4.1. Analysis of Factors of Ecological Security in Inland River Basins in Arid Areas

Based on the perspective of “production-living-ecological”, various factors were selected to evaluate the ecological security degree of the Shule River Basin, and the main influencing factors and mechanisms were obtained. At the same time, compared with other research methods, the spatial principal component analysis (SPCA) can objectively obtain the factor weights and accurately express the results of ecological security assessment and the needs of land spatial restoration and management on the grid scale, which has the characteristics of practicality, economy and universality for desertification control and oasis protection in the economically underdeveloped inland river basin in northwest China. The results show that the main factors affecting the ecological security of the Shule River Basin are reflected in production, life and ecology, which further shows that both man and nature have a profound impact on the ecological security of inland river basins in arid areas. At the same time, previous studies show that the richness of water resources is the first influencing factor of ecological security in arid areas [59], which is consistent with the research results of similar areas in arid areas and this paper. Land cover types in inland river basins in arid areas are often largely limited by water resources, which makes the regional ecological security pattern closely related to the distribution of water resources. At the same time, human production and life are also important factors affecting the ecological security of inland river basins, which is consistent with other research results [60,61]. The unhealthy level of ecological security in the Shule River Basin needs to be protected, rehabilitated and managed urgently, the relationship between human production and life and the rehabilitation and management of national space should be clarified, the policy of “determining city by water, land by water, people by water and production by water” should be implemented, and the carrying capacity accounting and unified management of river basin water resources should be implemented, so as to meet the production and domestic water demand, avoid land degradation and other threats to regional ecological security caused by over-exploitation of water resources, and realize stable and sustainable utilization of water resources.
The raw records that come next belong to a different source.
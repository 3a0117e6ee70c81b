/// Errors raised while resolving principals.
///
/// Callers must map any of these to the unauthenticated (deny) context when
/// filtering is required, never to unfiltered access.
#[derive(Debug, thiserror::Error)]
pub enum AuthError {
    /// Credential verification failed.
    #[error("invalid credentials for account '{account}'")]
    InvalidCredentials { account: String },

    /// No principal exists for the account.
    #[error("no principal could be resolved for account '{account}'")]
    PrincipalUnresolved { account: String },

    /// The principal cache missed and no reload store is configured.
    #[error("principal cache miss for account '{account}' and no reload store configured")]
    ReloadNotConfigured { account: String },

    /// The reload store failed.
    #[error("principal store error: {0}")]
    Store(String),
}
4.2. Governance and Protection of Urban and Rural Living Space Systems in Arid Areas

The acceleration of urbanization and the increase in urban populations have intensified the demand for urban residential land, resulting in the continuous conversion of other land types surrounding the cities to urban residential land, providing spatial security for urban construction and promoting the expansion of urban residential land. However, the old urban areas often have poor living experiences, concentrated and tense resources, compressed public space, and overloaded infrastructure [62]. Therefore, under the background of the ecological protection red line, permanent basic farmland, and the delineation of urban development boundaries, the development concept for urban living space should adhere to the high-quality development concept of connotation-based, intensive, and green, increase the construction of basic infrastructure such as water supply and drainage, sewage and waste disposal, accelerate the transformation of shantytowns and urban villages, improve public service facilities such as science, education, culture, and health, strengthen environmental remediation and park and green space construction, inherit historical context, and build wonderful towns. Although the population of rural residents in the watershed is only 186,000, the residential land area is as high as 68.24 km2, far exceeding the national standards for per capita rural residential land use, mainly due to past irregular approvals and the phenomenon of “building new while not tearing down the old”, resulting in low efficiency of rural residential land use. Although precise poverty alleviation, relocation, rural construction land consolidation and reclamation, and comprehensive land consolidation measures have been implemented [63], the effects are still not significant. In the future, efforts should be made to increase the implementation of ecological migration to reduce the fragmentation of rural residential areas, deeply implement rural greening and beautification actions, strengthen rural-style guidance, and promote harmony between the village form, natural environment, and traditional culture.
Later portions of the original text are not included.